Togliere al mondo la voglia di parlare, continuare a chiedere.
Soprattutto, Mencarelli libera Pietro degli stereotipi che ammantano la figura del padre, e lo tratteggia come uomo indeciso, fragile, irresoluto, egoista, fallibile, decostruendo pregiudizi falsi e convenzioni ipocrite, e restituendoci una figura vera, vibrante, indimenticabile.
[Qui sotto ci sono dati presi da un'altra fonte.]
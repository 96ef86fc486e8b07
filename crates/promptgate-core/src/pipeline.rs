//! The request pipeline.
//!
//! Orchestrates shape validation, injection detection, rate limiting,
//! budget enforcement, the external model call, output validation and cost
//! recording - in that fixed order, first failure wins. No stage after a
//! block executes.

use promptgate_firewall::{validate_output, InjectionDetector};
use promptgate_limits::{estimate_cost, BudgetGuard, Clock, RateLimiter};
use tracing::{debug, info, warn};
use uuid::Uuid;

use crate::config::PipelineConfig;
use crate::request::{AiRequest, AiResponse};
use crate::transport::{ModelCall, ModelTransport};

/// Block reason for empty or blank input.
const REASON_EMPTY: &str = "Empty input";
/// Block reason for input over the hard length cap.
const REASON_TOO_LONG: &str = "Input too long";
/// Block reason for any injection detection. Deliberately generic: pattern
/// identifiers are internal telemetry, never echoed to the user.
const REASON_INJECTION: &str = "Prompt injection detected";
/// Block reason when the rate window is exhausted.
const REASON_RATE_LIMIT: &str = "Rate limit exceeded";
/// Block reason when the project budget is exhausted.
const REASON_BUDGET: &str = "Budget exceeded";

/// The unified safety pipeline.
///
/// Every user-supplied prompt passes through this gate before reaching the
/// model, and every completion passes back through it before reaching the
/// caller. The pipeline is stateless between requests except through the
/// rate limiter's and budget guard's ledgers.
///
/// # Stage order
///
/// 1. Shape validation (empty / oversized input)
/// 2. Injection detection on the raw input - *any* detection blocks, not
///    only block-recommended tiers; the finer tiers feed telemetry
/// 3. Rate limit check per `(user, operation)`
/// 4. Budget check per project, using the deterministic estimate
/// 5. Model invocation with the *sanitized* input (the only await point)
/// 6. Output validation - always proceeds with the scrubbed text
/// 7. Cost recording (provider-reported figure preferred)
///
/// # Example
///
/// ```rust,ignore
/// let pipeline = RequestPipeline::new(PipelineConfig::default(), transport);
/// let response = pipeline.process(&request).await;
/// if response.blocked {
///     render_block(response.reason);
/// }
/// ```
pub struct RequestPipeline<T: ModelTransport> {
    config: PipelineConfig,
    detector: InjectionDetector,
    limiter: RateLimiter,
    budget: BudgetGuard,
    transport: T,
}

impl<T: ModelTransport> RequestPipeline<T> {
    /// Pipeline on the system clock.
    #[must_use]
    pub fn new(config: PipelineConfig, transport: T) -> Self {
        let limiter = RateLimiter::new(config.limiter.clone());
        Self::assemble(config, transport, limiter)
    }

    /// Pipeline on an injected clock, for deterministic window tests.
    #[must_use]
    pub fn with_clock(config: PipelineConfig, transport: T, clock: Box<dyn Clock>) -> Self {
        let limiter = RateLimiter::with_clock(config.limiter.clone(), clock);
        Self::assemble(config, transport, limiter)
    }

    fn assemble(config: PipelineConfig, transport: T, limiter: RateLimiter) -> Self {
        let detector = InjectionDetector::with_options(config.sanitizer.clone());
        let budget = BudgetGuard::new(config.budget.clone());
        Self {
            config,
            detector,
            limiter,
            budget,
            transport,
        }
    }

    /// The budget guard, for telemetry and reconciliation hooks.
    #[must_use]
    pub fn budget(&self) -> &BudgetGuard {
        &self.budget
    }

    /// Run one request through the full pipeline.
    ///
    /// Never returns an error for a well-formed request: every guard
    /// outcome is a `blocked` response and a transport failure is a
    /// non-blocked failure response.
    pub async fn process(&self, request: &AiRequest) -> AiResponse {
        let request_id = Uuid::new_v4();
        debug!(
            %request_id,
            user = %request.user_id,
            operation = %request.operation,
            "processing request"
        );

        // Stage 1: shape validation. Hard caps, independent of the
        // sanitizer's configurable truncation.
        if request.user_input.trim().is_empty() {
            debug!(%request_id, "blocked: empty input");
            return AiResponse::blocked(REASON_EMPTY);
        }
        if request.user_input.chars().count() > self.config.input.max_input_chars {
            warn!(%request_id, user = %request.user_id, "blocked: input too long");
            return AiResponse::blocked(REASON_TOO_LONG);
        }

        // Stage 2: injection detection on the raw input.
        let check = self.detector.detect(&request.user_input);
        if !check.detected_patterns.is_empty() {
            warn!(
                %request_id,
                user = %request.user_id,
                severity = ?check.severity,
                patterns = ?check.detected_patterns,
                "blocked: injection detected"
            );
            return AiResponse::blocked(REASON_INJECTION);
        }

        // Stage 3: rate limit.
        let decision = self.limiter.check(&request.user_id, &request.operation);
        if !decision.allowed {
            return AiResponse::blocked(REASON_RATE_LIMIT);
        }

        // Stage 4: budget, on the same estimate the recording fallback uses.
        let model = request
            .model
            .as_deref()
            .unwrap_or(&self.config.model.default_model);
        let estimated = estimate_cost(&request.user_input, model);
        if !self.budget.check(&request.project_id, estimated) {
            return AiResponse::blocked(REASON_BUDGET);
        }

        // Stage 5: the model call - the pipeline's only suspension point.
        let call = ModelCall {
            input: &check.sanitized_content,
            system_prompt: &request.system_prompt,
            model,
            temperature: request
                .temperature
                .unwrap_or(self.config.model.default_temperature),
            max_tokens: request
                .max_tokens
                .unwrap_or(self.config.model.default_max_tokens),
        };
        let reply = match self.transport.invoke(call).await {
            Ok(reply) => reply,
            Err(error) => {
                // A failed call may still have cost money; never lose that.
                if let Some(cost) = error.incurred_cost() {
                    self.budget.record(&request.project_id, cost);
                }
                warn!(%request_id, %error, "model call failed");
                return AiResponse::failure(error.to_string());
            }
        };

        // Stage 6: output validation. A leak never fails the request; the
        // scrubbed text is what the caller receives.
        let validation = validate_output(&reply.content);
        if !validation.is_valid {
            warn!(
                %request_id,
                issues = ?validation.issues,
                "output scrubbed"
            );
        }

        // Stage 7: settle spend. Provider-reported cost wins over the
        // estimate.
        let cost = reply.cost.unwrap_or(estimated);
        self.budget.record(&request.project_id, cost);

        info!(%request_id, cost, cached = reply.cached, "request completed");
        AiResponse::success(validation.sanitized, reply.tokens_used, cost, reply.cached)
    }
}
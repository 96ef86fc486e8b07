//! PromptGate CLI - operator tooling for the prompt firewall

use clap::Parser;
use promptgate_firewall::{sanitize, validate_output, InjectionDetector};

#[derive(Parser)]
#[command(name = "promptgate")]
#[command(about = "PromptGate - request-time safety gate for LLM-backed features")]
struct Cli {
    /// Emit results as JSON
    #[arg(long, global = true)]
    json: bool,

    #[command(subcommand)]
    command: Option<Commands>,
}

#[derive(clap::Subcommand)]
enum Commands {
    /// Scan text for injection patterns
    Scan {
        /// Text to scan
        text: String,
    },
    /// Sanitize text with default options
    Sanitize {
        /// Text to sanitize
        text: String,
    },
    /// Validate model output for leaks
    CheckOutput {
        /// Output text to validate
        text: String,
    },
}

fn main() -> anyhow::Result<()> {
    let cli = Cli::parse();

    tracing_subscriber::fmt::init();

    match cli.command {
        Some(Commands::Scan { text }) => {
            let result = InjectionDetector::new().detect(&text);
            if cli.json {
                println!("{}", serde_json::to_string_pretty(&result)?);
            } else {
                println!("clean:          {}", result.is_clean);
                println!("severity:       {:?}", result.severity);
                println!("recommendation: {:?}", result.recommendation);
                for pattern in &result.detected_patterns {
                    println!("  matched: {pattern}");
                }
            }
        }
        Some(Commands::Sanitize { text }) => {
            println!("{}", sanitize(&text));
        }
        Some(Commands::CheckOutput { text }) => {
            let result = validate_output(&text);
            if cli.json {
                println!("{}", serde_json::to_string_pretty(&result)?);
            } else {
                println!("valid: {}", result.is_valid);
                for issue in &result.issues {
                    println!("  issue: {issue}");
                }
                println!("{}", result.sanitized);
            }
        }
        None => {
            println!("PromptGate v0.1.0 - Use --help for commands");
        }
    }

    Ok(())
}
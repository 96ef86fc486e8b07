//! # Fixed-Window Rate Limiter
//!
//! Per-`(user_id, operation)` request counting with wholesale window
//! replacement on expiry.
//!
//! ## State machine per key
//!
//! | State | Condition | On check |
//! |-------|-----------|----------|
//! | Fresh/Expired | no entry, or `reset_at` passed | replace entry: `count = 1`, allow |
//! | Active, under limit | `count < limit`, window open | increment, allow |
//! | Active, at limit | `count >= limit`, window open | no increment, deny |
//!
//! Rollover is lazy - checked on the next request, never by a background
//! timer. A key that receives no traffic simply never rolls over, which is
//! correct because it also never re-blocks a dormant key.
//!
//! ## Security Notes
//!
//! - Check-and-increment is one atomic read-modify-write under the ledger
//!   mutex: two concurrent requests for the same key cannot both observe
//!   the last remaining slot.
//! - Keys are independent; exhausting one user's window never affects
//!   another user, or another operation of the same user.
//! - Entries are replaced, never merged, on expiry. They are not evicted;
//!   memory is bounded by key cardinality (TTL-based eviction belongs to a
//!   production deployment, not this subsystem).

use std::collections::HashMap;
use std::sync::Mutex;
use std::time::Duration;

use serde::{Deserialize, Serialize};
use tracing::{debug, warn};

use crate::clock::{Clock, SystemClock};

/// Rate limiter configuration.
#[derive(Debug, Clone, Serialize, Deserialize)]
pub struct RateLimitConfig {
    /// Requests allowed per window per key.
    pub max_requests: u32,
    /// Window length.
    pub window: Duration,
}

impl Default for RateLimitConfig {
    fn default() -> Self {
        Self {
            max_requests: 60,
            window: Duration::from_secs(60),
        }
    }
}

/// Outcome of a rate-limit check.
#[derive(Debug, Clone, Copy, PartialEq, Eq, Serialize, Deserialize)]
pub struct RateDecision {
    /// Whether the request may proceed.
    pub allowed: bool,
    /// Requests left in the current window after this decision.
    pub remaining: u32,
    /// Time until the window resets; zero when allowed.
    pub retry_after: Duration,
}

/// A counting window for one key.
#[derive(Debug, Clone, Copy)]
struct WindowEntry {
    count: u32,
    reset_at: Duration,
}

/// Fixed-window request counter keyed by `(user_id, operation)`.
///
/// The ledger is interior-mutable and safe to share across threads; inject
/// one instance per pipeline rather than holding a process global, so tests
/// get isolated state.
pub struct RateLimiter {
    config: RateLimitConfig,
    clock: Box<dyn Clock>,
    windows: Mutex<HashMap<(String, String), WindowEntry>>,
}

impl RateLimiter {
    /// Limiter on the system clock.
    #[must_use]
    pub fn new(config: RateLimitConfig) -> Self {
        Self::with_clock(config, Box::new(SystemClock))
    }

    /// Limiter on an injected clock (tests).
    #[must_use]
    pub fn with_clock(config: RateLimitConfig, clock: Box<dyn Clock>) -> Self {
        Self {
            config,
            clock,
            windows: Mutex::new(HashMap::new()),
        }
    }

    /// Check and consume one slot for `(user_id, operation)`.
    ///
    /// The entire read-modify-write happens under the ledger lock.
    pub fn check(&self, user_id: &str, operation: &str) -> RateDecision {
        let now = self.clock.now();
        let mut windows = self.windows.lock().expect("rate ledger lock poisoned");

        let entry = windows
            .entry((user_id.to_string(), operation.to_string()))
            .or_insert(WindowEntry {
                count: 0,
                reset_at: now + self.config.window,
            });

        if entry.reset_at <= now {
            // Lazy rollover: replace the expired window wholesale.
            debug!(user = %user_id, operation = %operation, "rate window rolled over");
            *entry = WindowEntry {
                count: 0,
                reset_at: now + self.config.window,
            };
        }

        if entry.count < self.config.max_requests {
            entry.count += 1;
            RateDecision {
                allowed: true,
                remaining: self.config.max_requests - entry.count,
                retry_after: Duration::ZERO,
            }
        } else {
            let retry_after = entry.reset_at - now;
            warn!(
                user = %user_id,
                operation = %operation,
                retry_after_secs = retry_after.as_secs(),
                "rate limit exceeded"
            );
            RateDecision {
                allowed: false,
                remaining: 0,
                retry_after,
            }
        }
    }
}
Eppure, se tutto chiede salvezza, questa non si svela che per frammenti umani, di un’umanità derelitta, che si è rifugiata in un lembo estremo d’Italia forse proprio per cercarvi salvezza: la profondità della psicologa Gaia, la generosità del meccanico Oliviero, la rude semplicità della locandiera Agata e di alcuni suoi commensali, potranno restituire a Pietro un po’ d’aria, di cui ha così tanto bisogno? Potranno, padre e figlio, respirarsi in modo diverso, al riprendere il loro viaggio verso il mare? Domande aperte, insolute, a cui solo la vita e il destino potranno rispondere.

Romanzo complesso, avvincente, poetico, da leggere con rispetto e attenzione, proprio come una raccolta di poesie (di Mencarelli, buon viatico alla lettura è la raccolta Figlio, del 2013); ci auguriamo che di questo non venga tratta una banalizzazione a uso televisivo, ma ne venga lasciato intatto l’incanto che solo la lettura può dare.

Daniele Mencarelli nasce a Roma, nel 1974. Le sue poesie sono apparse su numerose riviste letterarie e in diverse antologie tra cui L’opera comune (Atelier) e I cercatori d’oro (clanDestino). Le sue raccolte principali sono: I giorni condivisi, (clanDestino, 2001), Guardia alta (La Vita felice, 2005).

Con Nottetempo ha pubblicato Bambino Gesù (vincitore del premio Città di Atri, finalista ai premi Luzi, Brancati, Montano, Frascati, Ceppo) nel 2010 e Figlio nel 2013. Del 2018 è il suo primo romanzo La casa degli sguardi, Mondadori (premio Volponi, premio Severino Cesari opera prima, premio John Fante opera prima), nel 2020 esce Tutto chiede salvezza, nel 2021 Sempre tornare e nel 2023 Fame d’aria. Collabora scrivendo di cultura e società con quotidiani e riviste.